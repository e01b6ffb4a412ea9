//! Contract for the remote conversation document store.
//!
//! This crate intentionally defines only the persistence collaborator
//! surface: six operations over conversation documents plus their error
//! taxonomy. Transport, storage, and retry concerns belong to
//! implementations; callers must treat every operation as fallible and never
//! assume a failure is transient.

use async_trait::async_trait;
use conversation_store::{Conversation, Message};
use thiserror::Error;

/// Failure reported by a document store operation.
#[derive(Debug, Error)]
pub enum DocumentStoreError {
    #[error("conversation document '{id}' was not found")]
    NotFound { id: String },

    #[error("document store is unavailable: {reason}")]
    Unavailable { reason: String },

    #[error("document store rejected the operation: {reason}")]
    Rejected { reason: String },
}

impl DocumentStoreError {
    #[must_use]
    pub fn not_found(id: impl Into<String>) -> Self {
        Self::NotFound { id: id.into() }
    }

    #[must_use]
    pub fn unavailable(reason: impl Into<String>) -> Self {
        Self::Unavailable {
            reason: reason.into(),
        }
    }

    #[must_use]
    pub fn rejected(reason: impl Into<String>) -> Self {
        Self::Rejected {
            reason: reason.into(),
        }
    }
}

/// Remote persistence collaborator for conversations.
///
/// Local session state stays authoritative; implementations are mirrored
/// into best-effort and their failures are caller-visible but never fatal to
/// the session.
#[async_trait]
pub trait DocumentStore: Send + Sync + 'static {
    /// Returns every stored conversation.
    async fn list(&self) -> Result<Vec<Conversation>, DocumentStoreError>;

    /// Returns one conversation, or `None` when the identifier is unknown.
    async fn get(&self, id: &str) -> Result<Option<Conversation>, DocumentStoreError>;

    /// Creates a conversation and returns the store-assigned identifier.
    async fn create(
        &self,
        title: &str,
        messages: Vec<Message>,
    ) -> Result<String, DocumentStoreError>;

    /// Replaces the title of an existing conversation.
    async fn update_title(&self, id: &str, title: &str) -> Result<(), DocumentStoreError>;

    /// Appends a message to an existing conversation; fails with
    /// [`DocumentStoreError::NotFound`] when the conversation is absent.
    async fn add_message(&self, id: &str, message: Message) -> Result<(), DocumentStoreError>;

    /// Deletes a conversation.
    async fn remove(&self, id: &str) -> Result<(), DocumentStoreError>;
}

#[cfg(test)]
mod tests {
    use super::DocumentStoreError;

    #[test]
    fn error_display_names_the_failed_document() {
        let error = DocumentStoreError::not_found("doc-7");
        assert_eq!(
            error.to_string(),
            "conversation document 'doc-7' was not found"
        );
    }

    #[test]
    fn error_display_carries_the_reason() {
        assert_eq!(
            DocumentStoreError::unavailable("connection refused").to_string(),
            "document store is unavailable: connection refused"
        );
        assert_eq!(
            DocumentStoreError::rejected("schema mismatch").to_string(),
            "document store rejected the operation: schema mismatch"
        );
    }
}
· · · ·
• Problem description
Nothing but the lines from the beginning of the records through the line with "use async_trait::async_trait;" should appear, each printed exactly.

• Result of the exercise
repository e01b6ffb4a412ea9
//! Contract for the remote conversation document store.
//!
//! This crate intentionally defines only the persistence collaborator
//! surface: six operations over conversation documents plus their error
//! taxonomy. Transport, storage, and retry concerns belong to
//! implementations; callers must treat every operation as fallible and never
//! assume a failure is transient.

use async_trait::async_trait;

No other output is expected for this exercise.